### Task objective
The answer is every line of the records that holds the word "entries", copied in full.

### Data for processing
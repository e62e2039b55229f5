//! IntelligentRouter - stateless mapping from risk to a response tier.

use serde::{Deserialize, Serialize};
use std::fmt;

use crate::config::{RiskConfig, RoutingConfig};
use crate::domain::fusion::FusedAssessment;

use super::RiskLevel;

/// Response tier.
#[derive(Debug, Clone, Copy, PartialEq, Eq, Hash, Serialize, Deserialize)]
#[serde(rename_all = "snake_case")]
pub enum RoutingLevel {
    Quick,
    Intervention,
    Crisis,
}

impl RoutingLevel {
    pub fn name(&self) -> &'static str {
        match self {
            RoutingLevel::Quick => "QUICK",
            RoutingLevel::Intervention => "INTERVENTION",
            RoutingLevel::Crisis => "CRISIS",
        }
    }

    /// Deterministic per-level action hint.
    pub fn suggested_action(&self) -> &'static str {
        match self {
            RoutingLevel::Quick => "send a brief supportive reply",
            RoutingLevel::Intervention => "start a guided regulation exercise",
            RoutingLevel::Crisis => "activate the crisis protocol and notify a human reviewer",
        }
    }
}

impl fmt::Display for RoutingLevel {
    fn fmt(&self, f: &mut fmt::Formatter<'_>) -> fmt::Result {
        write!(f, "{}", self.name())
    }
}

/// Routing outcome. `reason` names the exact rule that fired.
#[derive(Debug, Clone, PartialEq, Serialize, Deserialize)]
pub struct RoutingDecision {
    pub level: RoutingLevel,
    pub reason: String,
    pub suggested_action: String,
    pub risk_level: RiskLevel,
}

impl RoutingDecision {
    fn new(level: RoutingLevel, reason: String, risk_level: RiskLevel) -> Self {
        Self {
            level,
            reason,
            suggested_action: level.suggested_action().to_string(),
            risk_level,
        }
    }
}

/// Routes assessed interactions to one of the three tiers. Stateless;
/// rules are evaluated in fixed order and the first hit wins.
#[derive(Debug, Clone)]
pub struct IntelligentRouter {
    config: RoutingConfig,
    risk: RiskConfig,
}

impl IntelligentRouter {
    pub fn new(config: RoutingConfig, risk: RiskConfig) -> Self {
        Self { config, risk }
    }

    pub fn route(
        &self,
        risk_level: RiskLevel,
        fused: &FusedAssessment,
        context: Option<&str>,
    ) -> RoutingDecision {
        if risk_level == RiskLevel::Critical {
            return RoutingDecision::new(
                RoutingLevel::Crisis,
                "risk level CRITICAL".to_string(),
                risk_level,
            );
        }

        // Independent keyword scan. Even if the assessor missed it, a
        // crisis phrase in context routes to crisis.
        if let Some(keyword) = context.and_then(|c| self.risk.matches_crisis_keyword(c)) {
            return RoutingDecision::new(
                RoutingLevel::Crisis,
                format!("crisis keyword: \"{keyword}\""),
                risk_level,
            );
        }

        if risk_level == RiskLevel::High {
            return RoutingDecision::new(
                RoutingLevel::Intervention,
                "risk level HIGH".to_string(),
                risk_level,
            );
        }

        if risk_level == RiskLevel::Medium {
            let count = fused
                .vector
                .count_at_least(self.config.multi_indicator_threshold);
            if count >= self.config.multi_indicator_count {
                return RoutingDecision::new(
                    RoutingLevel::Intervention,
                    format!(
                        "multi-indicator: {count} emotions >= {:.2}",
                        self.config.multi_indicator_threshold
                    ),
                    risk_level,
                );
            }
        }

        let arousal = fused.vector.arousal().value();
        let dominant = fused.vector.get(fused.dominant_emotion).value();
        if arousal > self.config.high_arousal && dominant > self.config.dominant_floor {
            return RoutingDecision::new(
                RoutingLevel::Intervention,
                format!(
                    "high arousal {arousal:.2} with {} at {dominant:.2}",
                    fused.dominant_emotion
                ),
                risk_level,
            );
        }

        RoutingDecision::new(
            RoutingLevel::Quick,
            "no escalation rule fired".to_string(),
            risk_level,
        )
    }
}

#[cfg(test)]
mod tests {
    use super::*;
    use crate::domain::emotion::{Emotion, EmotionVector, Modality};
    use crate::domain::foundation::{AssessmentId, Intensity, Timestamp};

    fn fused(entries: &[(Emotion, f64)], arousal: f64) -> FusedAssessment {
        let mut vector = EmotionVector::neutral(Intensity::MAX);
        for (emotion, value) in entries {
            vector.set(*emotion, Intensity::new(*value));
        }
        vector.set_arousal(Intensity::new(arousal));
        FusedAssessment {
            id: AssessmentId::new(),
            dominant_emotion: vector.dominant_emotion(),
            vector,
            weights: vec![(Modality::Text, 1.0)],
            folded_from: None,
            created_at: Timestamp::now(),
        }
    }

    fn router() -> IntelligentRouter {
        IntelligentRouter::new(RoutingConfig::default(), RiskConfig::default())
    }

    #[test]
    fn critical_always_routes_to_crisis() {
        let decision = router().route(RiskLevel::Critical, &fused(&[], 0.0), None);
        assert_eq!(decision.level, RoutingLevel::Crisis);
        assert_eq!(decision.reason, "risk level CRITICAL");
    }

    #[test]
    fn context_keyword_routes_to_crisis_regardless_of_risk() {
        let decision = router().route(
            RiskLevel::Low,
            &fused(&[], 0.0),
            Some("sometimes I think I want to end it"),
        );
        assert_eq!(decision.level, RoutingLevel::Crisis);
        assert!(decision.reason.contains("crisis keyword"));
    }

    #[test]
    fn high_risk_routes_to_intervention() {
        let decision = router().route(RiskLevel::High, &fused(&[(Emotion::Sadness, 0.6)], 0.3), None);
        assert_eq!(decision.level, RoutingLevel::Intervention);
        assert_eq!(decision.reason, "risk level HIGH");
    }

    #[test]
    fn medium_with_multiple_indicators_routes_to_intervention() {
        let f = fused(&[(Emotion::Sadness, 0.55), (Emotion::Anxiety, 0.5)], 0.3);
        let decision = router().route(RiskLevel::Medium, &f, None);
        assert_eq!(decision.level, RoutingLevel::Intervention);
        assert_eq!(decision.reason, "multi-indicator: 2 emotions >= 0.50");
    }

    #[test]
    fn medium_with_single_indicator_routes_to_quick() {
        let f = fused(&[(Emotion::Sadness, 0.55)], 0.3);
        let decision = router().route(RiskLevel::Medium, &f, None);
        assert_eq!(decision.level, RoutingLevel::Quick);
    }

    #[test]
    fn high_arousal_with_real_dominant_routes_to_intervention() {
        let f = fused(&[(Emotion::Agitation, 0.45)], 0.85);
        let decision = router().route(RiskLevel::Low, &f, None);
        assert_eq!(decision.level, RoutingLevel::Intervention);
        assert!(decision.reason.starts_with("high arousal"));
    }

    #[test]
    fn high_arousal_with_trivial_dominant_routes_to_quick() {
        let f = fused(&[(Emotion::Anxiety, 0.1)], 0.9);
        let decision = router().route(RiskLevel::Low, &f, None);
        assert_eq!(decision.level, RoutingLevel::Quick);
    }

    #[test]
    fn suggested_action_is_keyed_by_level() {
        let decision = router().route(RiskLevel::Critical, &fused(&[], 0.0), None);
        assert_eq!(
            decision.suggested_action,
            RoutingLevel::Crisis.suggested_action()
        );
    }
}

* * *

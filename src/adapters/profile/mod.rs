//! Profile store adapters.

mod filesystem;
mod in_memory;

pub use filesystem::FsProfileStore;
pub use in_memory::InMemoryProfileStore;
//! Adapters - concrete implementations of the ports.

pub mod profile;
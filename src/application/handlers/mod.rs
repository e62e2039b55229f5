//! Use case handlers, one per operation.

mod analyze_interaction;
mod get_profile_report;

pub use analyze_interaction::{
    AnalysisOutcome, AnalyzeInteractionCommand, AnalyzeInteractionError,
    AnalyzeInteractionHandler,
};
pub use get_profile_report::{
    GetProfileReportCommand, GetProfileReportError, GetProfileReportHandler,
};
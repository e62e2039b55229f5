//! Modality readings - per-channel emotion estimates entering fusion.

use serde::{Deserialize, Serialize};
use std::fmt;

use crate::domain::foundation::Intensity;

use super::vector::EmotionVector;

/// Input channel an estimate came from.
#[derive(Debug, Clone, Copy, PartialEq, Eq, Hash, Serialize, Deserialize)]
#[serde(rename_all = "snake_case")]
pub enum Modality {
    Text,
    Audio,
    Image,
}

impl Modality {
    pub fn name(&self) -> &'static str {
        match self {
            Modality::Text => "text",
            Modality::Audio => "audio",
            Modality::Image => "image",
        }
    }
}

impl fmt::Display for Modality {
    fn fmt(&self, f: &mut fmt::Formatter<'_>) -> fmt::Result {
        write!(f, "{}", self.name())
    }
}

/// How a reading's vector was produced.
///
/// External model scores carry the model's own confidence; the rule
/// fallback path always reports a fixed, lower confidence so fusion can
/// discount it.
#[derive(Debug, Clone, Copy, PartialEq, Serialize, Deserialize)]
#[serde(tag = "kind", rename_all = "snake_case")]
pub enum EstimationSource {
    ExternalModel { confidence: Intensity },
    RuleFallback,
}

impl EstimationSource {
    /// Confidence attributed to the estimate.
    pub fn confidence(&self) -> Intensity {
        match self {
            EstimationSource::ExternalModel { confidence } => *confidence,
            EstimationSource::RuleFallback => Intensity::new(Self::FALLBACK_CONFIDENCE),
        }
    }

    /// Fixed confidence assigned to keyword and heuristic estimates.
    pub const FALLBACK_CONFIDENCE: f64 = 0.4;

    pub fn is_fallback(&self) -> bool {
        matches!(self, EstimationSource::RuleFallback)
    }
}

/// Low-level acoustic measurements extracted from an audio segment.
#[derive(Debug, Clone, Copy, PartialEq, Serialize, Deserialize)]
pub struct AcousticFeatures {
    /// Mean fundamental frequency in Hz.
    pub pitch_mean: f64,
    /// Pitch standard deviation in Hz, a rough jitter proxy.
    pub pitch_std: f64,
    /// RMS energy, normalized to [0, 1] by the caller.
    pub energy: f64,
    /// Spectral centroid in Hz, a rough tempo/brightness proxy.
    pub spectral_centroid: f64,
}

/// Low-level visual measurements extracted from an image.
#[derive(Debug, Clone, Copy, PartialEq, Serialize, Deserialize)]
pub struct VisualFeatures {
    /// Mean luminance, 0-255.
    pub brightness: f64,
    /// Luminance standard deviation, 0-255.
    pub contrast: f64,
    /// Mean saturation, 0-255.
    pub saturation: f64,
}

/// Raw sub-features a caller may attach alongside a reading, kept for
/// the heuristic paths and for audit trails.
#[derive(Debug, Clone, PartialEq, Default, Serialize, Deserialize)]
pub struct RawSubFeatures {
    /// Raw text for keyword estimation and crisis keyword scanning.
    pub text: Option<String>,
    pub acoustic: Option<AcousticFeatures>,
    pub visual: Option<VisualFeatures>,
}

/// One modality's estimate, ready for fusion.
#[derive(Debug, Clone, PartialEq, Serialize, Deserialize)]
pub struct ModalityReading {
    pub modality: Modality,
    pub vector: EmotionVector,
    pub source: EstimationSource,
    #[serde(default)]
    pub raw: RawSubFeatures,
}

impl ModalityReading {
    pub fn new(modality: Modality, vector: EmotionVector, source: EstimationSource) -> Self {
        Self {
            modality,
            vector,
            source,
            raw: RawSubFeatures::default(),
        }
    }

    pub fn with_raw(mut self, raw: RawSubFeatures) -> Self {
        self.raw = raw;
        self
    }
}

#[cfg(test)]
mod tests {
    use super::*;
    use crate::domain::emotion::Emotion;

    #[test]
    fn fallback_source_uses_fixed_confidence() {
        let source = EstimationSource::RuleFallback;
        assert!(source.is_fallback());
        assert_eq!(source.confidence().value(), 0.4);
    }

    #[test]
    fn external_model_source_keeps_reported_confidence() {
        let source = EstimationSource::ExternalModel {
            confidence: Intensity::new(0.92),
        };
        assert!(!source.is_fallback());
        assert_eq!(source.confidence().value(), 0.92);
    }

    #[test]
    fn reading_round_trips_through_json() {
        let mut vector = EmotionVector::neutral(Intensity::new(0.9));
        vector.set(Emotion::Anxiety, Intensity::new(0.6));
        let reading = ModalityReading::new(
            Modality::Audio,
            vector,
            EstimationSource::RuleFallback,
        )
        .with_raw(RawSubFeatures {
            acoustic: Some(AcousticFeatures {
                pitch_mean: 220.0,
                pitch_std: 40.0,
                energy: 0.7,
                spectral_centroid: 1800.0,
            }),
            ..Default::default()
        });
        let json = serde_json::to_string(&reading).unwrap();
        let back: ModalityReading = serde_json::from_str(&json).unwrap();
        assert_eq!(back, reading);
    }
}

==

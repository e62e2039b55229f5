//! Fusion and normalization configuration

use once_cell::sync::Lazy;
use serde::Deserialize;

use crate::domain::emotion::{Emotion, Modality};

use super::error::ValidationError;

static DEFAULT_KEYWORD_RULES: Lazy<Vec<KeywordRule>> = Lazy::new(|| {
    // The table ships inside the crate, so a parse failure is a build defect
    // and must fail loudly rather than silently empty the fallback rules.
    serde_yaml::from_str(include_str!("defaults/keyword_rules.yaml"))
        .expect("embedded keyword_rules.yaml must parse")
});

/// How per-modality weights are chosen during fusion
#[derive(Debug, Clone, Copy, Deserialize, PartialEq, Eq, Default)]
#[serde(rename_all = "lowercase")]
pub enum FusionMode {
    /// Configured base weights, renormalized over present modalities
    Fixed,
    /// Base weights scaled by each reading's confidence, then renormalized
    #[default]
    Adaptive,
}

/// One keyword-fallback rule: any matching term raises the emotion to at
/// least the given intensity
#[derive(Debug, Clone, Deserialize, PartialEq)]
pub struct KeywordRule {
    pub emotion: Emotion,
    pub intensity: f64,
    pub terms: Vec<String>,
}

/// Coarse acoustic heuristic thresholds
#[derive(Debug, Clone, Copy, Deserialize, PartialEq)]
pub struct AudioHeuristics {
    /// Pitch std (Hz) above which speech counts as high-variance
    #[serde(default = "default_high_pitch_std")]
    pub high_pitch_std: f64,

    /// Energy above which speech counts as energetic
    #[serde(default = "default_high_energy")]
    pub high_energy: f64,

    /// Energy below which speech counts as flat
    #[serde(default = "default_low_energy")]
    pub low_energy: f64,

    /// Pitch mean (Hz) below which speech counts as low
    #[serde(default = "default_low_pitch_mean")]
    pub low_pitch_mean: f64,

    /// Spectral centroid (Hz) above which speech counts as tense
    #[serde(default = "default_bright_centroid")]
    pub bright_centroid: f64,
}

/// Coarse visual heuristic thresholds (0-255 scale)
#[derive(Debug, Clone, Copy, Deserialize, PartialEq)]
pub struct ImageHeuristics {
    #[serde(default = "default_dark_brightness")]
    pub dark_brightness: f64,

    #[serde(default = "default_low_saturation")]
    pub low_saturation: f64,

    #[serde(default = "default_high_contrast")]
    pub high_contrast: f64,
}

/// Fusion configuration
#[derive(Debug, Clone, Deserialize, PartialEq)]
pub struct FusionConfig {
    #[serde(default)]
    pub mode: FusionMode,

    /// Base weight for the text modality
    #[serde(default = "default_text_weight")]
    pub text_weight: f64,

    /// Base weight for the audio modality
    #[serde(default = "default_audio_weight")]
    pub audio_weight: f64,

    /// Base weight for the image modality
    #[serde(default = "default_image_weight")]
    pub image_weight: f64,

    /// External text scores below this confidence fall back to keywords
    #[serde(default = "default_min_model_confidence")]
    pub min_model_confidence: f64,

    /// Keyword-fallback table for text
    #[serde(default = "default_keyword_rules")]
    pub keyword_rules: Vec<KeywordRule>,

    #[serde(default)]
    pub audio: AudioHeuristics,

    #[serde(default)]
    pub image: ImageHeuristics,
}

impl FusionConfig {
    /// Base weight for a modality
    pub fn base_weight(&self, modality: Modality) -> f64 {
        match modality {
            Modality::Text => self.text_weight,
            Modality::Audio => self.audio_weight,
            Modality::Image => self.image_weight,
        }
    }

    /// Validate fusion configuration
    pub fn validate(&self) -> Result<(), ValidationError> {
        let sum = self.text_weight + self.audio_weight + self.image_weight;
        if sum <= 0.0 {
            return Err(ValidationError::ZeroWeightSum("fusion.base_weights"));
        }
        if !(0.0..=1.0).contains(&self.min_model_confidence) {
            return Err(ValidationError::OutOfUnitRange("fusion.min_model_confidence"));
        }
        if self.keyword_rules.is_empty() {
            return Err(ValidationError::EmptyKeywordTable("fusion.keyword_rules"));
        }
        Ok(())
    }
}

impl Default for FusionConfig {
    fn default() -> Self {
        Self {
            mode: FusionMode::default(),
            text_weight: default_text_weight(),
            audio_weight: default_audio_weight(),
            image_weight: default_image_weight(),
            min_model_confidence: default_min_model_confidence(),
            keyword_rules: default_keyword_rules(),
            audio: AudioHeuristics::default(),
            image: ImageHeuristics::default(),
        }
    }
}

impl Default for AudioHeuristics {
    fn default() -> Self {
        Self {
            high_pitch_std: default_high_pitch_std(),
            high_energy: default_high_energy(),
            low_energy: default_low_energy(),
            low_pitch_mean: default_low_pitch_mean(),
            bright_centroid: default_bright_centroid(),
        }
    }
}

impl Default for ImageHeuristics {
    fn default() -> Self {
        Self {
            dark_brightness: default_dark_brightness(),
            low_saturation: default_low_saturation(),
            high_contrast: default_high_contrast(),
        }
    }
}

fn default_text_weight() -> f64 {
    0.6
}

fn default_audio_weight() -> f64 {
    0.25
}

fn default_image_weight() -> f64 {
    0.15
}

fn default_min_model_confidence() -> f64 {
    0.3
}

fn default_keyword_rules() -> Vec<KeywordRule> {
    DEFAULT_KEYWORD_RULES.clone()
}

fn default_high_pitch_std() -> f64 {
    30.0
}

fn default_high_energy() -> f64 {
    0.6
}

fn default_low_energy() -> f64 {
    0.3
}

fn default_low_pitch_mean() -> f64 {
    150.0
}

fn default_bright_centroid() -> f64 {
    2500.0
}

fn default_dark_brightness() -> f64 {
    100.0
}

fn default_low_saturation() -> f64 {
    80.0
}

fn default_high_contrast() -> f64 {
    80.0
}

### Task answer
    fn fused(entries: &[(Emotion, f64)], arousal: f64) -> FusedAssessment {
        for (emotion, value) in entries {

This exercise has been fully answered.